---- Data listing

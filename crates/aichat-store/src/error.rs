use thiserror::Error;
use uuid::Uuid;

#[derive(Debug, Error)]
pub enum StoreError {
    #[error("character id must not be empty")]
    EmptyCharacterId,

    #[error("message text must not be empty")]
    EmptyMessage,

    #[error("no user is signed in")]
    NotSignedIn,

    #[error("conversation with character '{0}' is not active")]
    NotActive(String),

    #[error("client message id {0} is already tracked in this conversation")]
    DuplicateClientId(Uuid),

    #[error("backend reply is malformed: {0}")]
    MalformedReply(String),

    #[error("backend request failed: {0:#}")]
    Backend(anyhow::Error),
}

impl StoreError {
    /// True when the failure came from the backend and a retry may succeed.
    pub fn is_retryable(&self) -> bool {
        matches!(self, Self::Backend(_))
    }
}
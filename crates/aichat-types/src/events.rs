use serde::{Deserialize, Serialize};
use uuid::Uuid;

use crate::models::Pagination;

/// Change notifications fanned out to store subscribers.
#[derive(Debug, Clone, PartialEq, Serialize, Deserialize)]
#[serde(tag = "type", content = "data")]
pub enum StoreEvent {
    /// A different character's conversation became active; prior state was cleared
    ConversationSwitched { character_id: String, session: u64 },

    /// The first page replaced the conversation
    HistoryLoaded {
        character_id: String,
        count: usize,
        pagination: Pagination,
    },

    /// The first page could not be fetched; existing messages were kept
    HistoryLoadFailed { character_id: String, message: String },

    /// An older page was appended to the tail
    MoreHistoryLoaded {
        character_id: String,
        added: usize,
        pagination: Pagination,
    },

    /// An older page could not be fetched; list and cursor are unchanged
    MoreHistoryLoadFailed { character_id: String, message: String },

    /// Optimistic entries for a send were inserted at the head
    MessagePending { character_id: String, client_id: Uuid },

    /// The backend confirmed a send; provisional entries were replaced
    MessageConfirmed { character_id: String, client_id: Uuid },

    /// A send failed; its provisional entries were removed
    MessageRolledBack {
        character_id: String,
        client_id: Uuid,
        reason: String,
    },

    /// The "new message" highlight was lowered
    NewMessageFlagCleared { character_id: String },

    /// The character catalog was (re)loaded
    CharactersLoaded { count: usize },

    /// The selected character changed
    CharacterSelected { character_id: Option<String> },

    /// Conversation settings changed
    SettingsChanged,
}

impl StoreEvent {
    /// Returns the character id if this event is scoped to one conversation.
    pub fn character_id(&self) -> Option<&str> {
        match self {
            Self::ConversationSwitched { character_id, .. }
            | Self::HistoryLoaded { character_id, .. }
            | Self::HistoryLoadFailed { character_id, .. }
            | Self::MoreHistoryLoaded { character_id, .. }
            | Self::MoreHistoryLoadFailed { character_id, .. }
            | Self::MessagePending { character_id, .. }
            | Self::MessageConfirmed { character_id, .. }
            | Self::MessageRolledBack { character_id, .. }
            | Self::NewMessageFlagCleared { character_id } => Some(character_id),
            Self::CharacterSelected { character_id } => character_id.as_deref(),
            Self::CharactersLoaded { .. } | Self::SettingsChanged => None,
        }
    }
}
use serde::{Deserialize, Serialize};

use crate::models::{Pagination, UserProfile};

// -- Auth --

#[derive(Debug, Serialize)]
pub struct LoginRequest {
    pub identifier: String,
    pub password: String,
}

#[derive(Debug, Serialize)]
pub struct RegisterRequest {
    pub username: String,
    pub email: String,
    pub password: String,
}

/// Returned by every authentication route: a bearer token plus the user.
#[derive(Debug, Clone, Deserialize)]
pub struct AuthResponse {
    pub jwt: String,
    pub user: UserProfile,
}

/// Partial profile update. Unset fields are left untouched by the backend.
#[derive(Debug, Clone, Default, Serialize)]
#[serde(rename_all = "camelCase")]
pub struct ProfileUpdate {
    #[serde(skip_serializing_if = "Option::is_none")]
    pub username: Option<String>,
    #[serde(skip_serializing_if = "Option::is_none")]
    pub email: Option<String>,
    #[serde(skip_serializing_if = "Option::is_none")]
    pub user_icon_url: Option<String>,
}

/// The backend wraps write payloads in a `data` envelope.
#[derive(Debug, Serialize)]
pub struct DataEnvelope<T> {
    pub data: T,
}

// -- Responses --

#[derive(Debug, Clone, Deserialize)]
pub struct StrapiResponse<T> {
    pub data: T,
}

#[derive(Debug, Clone, Deserialize)]
pub struct PageMeta {
    pub pagination: Pagination,
}

/// One page of a collection listing.
#[derive(Debug, Clone, Deserialize)]
pub struct StrapiPage<T> {
    pub data: Vec<T>,
    pub meta: PageMeta,
}

impl<T> StrapiPage<T> {
    pub fn pagination(&self) -> Pagination {
        self.meta.pagination
    }
}

/// Error body returned by the backend on any non-2xx response.
#[derive(Debug, Clone, Deserialize)]
pub struct StrapiErrorBody {
    pub error: StrapiErrorDetail,
}

#[derive(Debug, Clone, Deserialize)]
pub struct StrapiErrorDetail {
    #[serde(default)]
    pub status: u16,
    #[serde(default)]
    pub name: String,
    #[serde(default)]
    pub message: String,
}

// -- Messages --

/// A user-authored message about to be sent to a character.
#[derive(Debug, Clone, Serialize)]
pub struct NewMessage {
    pub query: String,
    pub message_id: String,
}

#[derive(Debug, Serialize)]
pub struct CreateMessageBody {
    pub character_id: String,
    pub query: String,
    pub message_id: String,
}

--------

• Problem to work on
A single number is expected: the count of lines in the entries that carry the string "NewMessageFlagCleared".

• Result of the task
2